» PROVIDED RECORDS:

//! Built-in predicate factories.

use std::str::FromStr;
use std::sync::Arc;

use axum::http::Method;

use crate::definition::{BoundArgs, FactoryKind, FactorySpec, Field, ShortcutType};
use crate::error::ConfigurationError;
use crate::predicate::matchers::{
    anchored, CookiePredicate, HeaderPredicate, HostPredicate, MethodPredicate, PathPredicate,
    QueryPredicate,
};
use crate::predicate::{to_async, AsyncPredicate, PredicateRegistry};

pub const PATH: FactorySpec = FactorySpec {
    name: "Path",
    fields: &[Field::required("patterns"), Field::optional("match_trailing_slash")],
    shortcut: ShortcutType::GatherList,
};

pub const METHOD: FactorySpec = FactorySpec {
    name: "Method",
    fields: &[Field::required("methods")],
    shortcut: ShortcutType::GatherList,
};

pub const HEADER: FactorySpec = FactorySpec {
    name: "Header",
    fields: &[Field::required("header"), Field::optional("regexp")],
    shortcut: ShortcutType::Default,
};

pub const HOST: FactorySpec = FactorySpec {
    name: "Host",
    fields: &[Field::required("patterns")],
    shortcut: ShortcutType::GatherList,
};

pub const QUERY: FactorySpec = FactorySpec {
    name: "Query",
    fields: &[Field::required("param"), Field::optional("regexp")],
    shortcut: ShortcutType::Default,
};

pub const COOKIE: FactorySpec = FactorySpec {
    name: "Cookie",
    fields: &[Field::required("name"), Field::required("regexp")],
    shortcut: ShortcutType::Default,
};

/// Registry with every built-in predicate factory.
pub fn default_registry() -> PredicateRegistry {
    let mut registry = PredicateRegistry::new(FactoryKind::Predicate);
    registry
        .register(PATH, build_path)
        .register(METHOD, build_method)
        .register(HEADER, build_header)
        .register(HOST, build_host)
        .register(QUERY, build_query)
        .register(COOKIE, build_cookie);
    registry
}

fn build_path(args: &BoundArgs) -> Result<Arc<dyn AsyncPredicate>, ConfigurationError> {
    let patterns = args.required_list("patterns")?;
    if let Some(bad) = patterns.iter().find(|p| !p.starts_with('/')) {
        return Err(args.invalid("patterns", format!("'{bad}' must start with '/'")));
    }
    let match_trailing_slash = args.parse_or("match_trailing_slash", true)?;
    Ok(to_async(PathPredicate::new(patterns, match_trailing_slash)))
}

fn build_method(args: &BoundArgs) -> Result<Arc<dyn AsyncPredicate>, ConfigurationError> {
    let methods = args
        .required_list("methods")?
        .iter()
        .map(|m| {
            Method::from_str(&m.to_ascii_uppercase())
                .map_err(|e| args.invalid("methods", format!("'{m}': {e}")))
        })
        .collect::<Result<Vec<_>, _>>()?;
    Ok(to_async(MethodPredicate::new(methods)))
}

fn build_header(args: &BoundArgs) -> Result<Arc<dyn AsyncPredicate>, ConfigurationError> {
    let header = args.required_str("header")?;
    axum::http::HeaderName::from_str(&header).map_err(|e| args.invalid("header", e.to_string()))?;
    let regexp = optional_regexp(args)?;
    Ok(to_async(HeaderPredicate::new(header, regexp)))
}

fn build_host(args: &BoundArgs) -> Result<Arc<dyn AsyncPredicate>, ConfigurationError> {
    let patterns = args.required_list("patterns")?;
    Ok(to_async(HostPredicate::new(patterns)))
}

fn build_query(args: &BoundArgs) -> Result<Arc<dyn AsyncPredicate>, ConfigurationError> {
    let param = args.required_str("param")?;
    let regexp = optional_regexp(args)?;
    Ok(to_async(QueryPredicate::new(param, regexp)))
}

fn build_cookie(args: &BoundArgs) -> Result<Arc<dyn AsyncPredicate>, ConfigurationError> {
    let name = args.required_str("name")?;
    let regexp = optional_regexp(args)?.ok_or_else(|| ConfigurationError::MissingArgument {
        factory: args.factory().to_string(),
        argument: "regexp".to_string(),
    })?;
    Ok(to_async(CookiePredicate::new(name, regexp)))
}

fn optional_regexp(args: &BoundArgs) -> Result<Option<regex::Regex>, ConfigurationError> {
    args.optional_str("regexp")
        .map(|raw| anchored(&raw).map_err(|e| args.invalid("regexp", e.to_string())))
        .transpose()
}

» ACTIVITY: Return all of the material precisely as written.

» REPLY:
//! Built-in predicate factories.

use std::str::FromStr;
use std::sync::Arc;

use axum::http::Method;

use crate::definition::{BoundArgs, FactoryKind, FactorySpec, Field, ShortcutType};
use crate::error::ConfigurationError;
use crate::predicate::matchers::{
    anchored, CookiePredicate, HeaderPredicate, HostPredicate, MethodPredicate, PathPredicate,
    QueryPredicate,
};
use crate::predicate::{to_async, AsyncPredicate, PredicateRegistry};

pub const PATH: FactorySpec = FactorySpec {
    name: "Path",
    fields: &[Field::required("patterns"), Field::optional("match_trailing_slash")],
    shortcut: ShortcutType::GatherList,
};

pub const METHOD: FactorySpec = FactorySpec {
    name: "Method",
    fields: &[Field::required("methods")],
    shortcut: ShortcutType::GatherList,
};

pub const HEADER: FactorySpec = FactorySpec {
    name: "Header",
    fields: &[Field::required("header"), Field::optional("regexp")],
    shortcut: ShortcutType::Default,
};

pub const HOST: FactorySpec = FactorySpec {
    name: "Host",
    fields: &[Field::required("patterns")],
    shortcut: ShortcutType::GatherList,
};

pub const QUERY: FactorySpec = FactorySpec {
    name: "Query",
    fields: &[Field::required("param"), Field::optional("regexp")],
    shortcut: ShortcutType::Default,
};

pub const COOKIE: FactorySpec = FactorySpec {
    name: "Cookie",
    fields: &[Field::required("name"), Field::required("regexp")],
    shortcut: ShortcutType::Default,
};

/// Registry with every built-in predicate factory.
pub fn default_registry() -> PredicateRegistry {
    let mut registry = PredicateRegistry::new(FactoryKind::Predicate);
    registry
        .register(PATH, build_path)
        .register(METHOD, build_method)
        .register(HEADER, build_header)
        .register(HOST, build_host)
        .register(QUERY, build_query)
        .register(COOKIE, build_cookie);
    registry
}

fn build_path(args: &BoundArgs) -> Result<Arc<dyn AsyncPredicate>, ConfigurationError> {
    let patterns = args.required_list("patterns")?;
    if let Some(bad) = patterns.iter().find(|p| !p.starts_with('/')) {
        return Err(args.invalid("patterns", format!("'{bad}' must start with '/'")));
    }
    let match_trailing_slash = args.parse_or("match_trailing_slash", true)?;
    Ok(to_async(PathPredicate::new(patterns, match_trailing_slash)))
}

fn build_method(args: &BoundArgs) -> Result<Arc<dyn AsyncPredicate>, ConfigurationError> {
    let methods = args
        .required_list("methods")?
        .iter()
        .map(|m| {
            Method::from_str(&m.to_ascii_uppercase())
                .map_err(|e| args.invalid("methods", format!("'{m}': {e}")))
        })
        .collect::<Result<Vec<_>, _>>()?;
    Ok(to_async(MethodPredicate::new(methods)))
}

fn build_header(args: &BoundArgs) -> Result<Arc<dyn AsyncPredicate>, ConfigurationError> {
    let header = args.required_str("header")?;
    axum::http::HeaderName::from_str(&header).map_err(|e| args.invalid("header", e.to_string()))?;
    let regexp = optional_regexp(args)?;
    Ok(to_async(HeaderPredicate::new(header, regexp)))
}

fn build_host(args: &BoundArgs) -> Result<Arc<dyn AsyncPredicate>, ConfigurationError> {
    let patterns = args.required_list("patterns")?;
    Ok(to_async(HostPredicate::new(patterns)))
}

fn build_query(args: &BoundArgs) -> Result<Arc<dyn AsyncPredicate>, ConfigurationError> {
    let param = args.required_str("param")?;
    let regexp = optional_regexp(args)?;
    Ok(to_async(QueryPredicate::new(param, regexp)))
}

fn build_cookie(args: &BoundArgs) -> Result<Arc<dyn AsyncPredicate>, ConfigurationError> {
    let name = args.required_str("name")?;
    let regexp = optional_regexp(args)?.ok_or_else(|| ConfigurationError::MissingArgument {
        factory: args.factory().to_string(),
        argument: "regexp".to_string(),
    })?;
    Ok(to_async(CookiePredicate::new(name, regexp)))
}

fn optional_regexp(args: &BoundArgs) -> Result<Option<regex::Regex>, ConfigurationError> {
    args.optional_str("regexp")
        .map(|raw| anchored(&raw).map_err(|e| args.invalid("regexp", e.to_string())))
        .transpose()
}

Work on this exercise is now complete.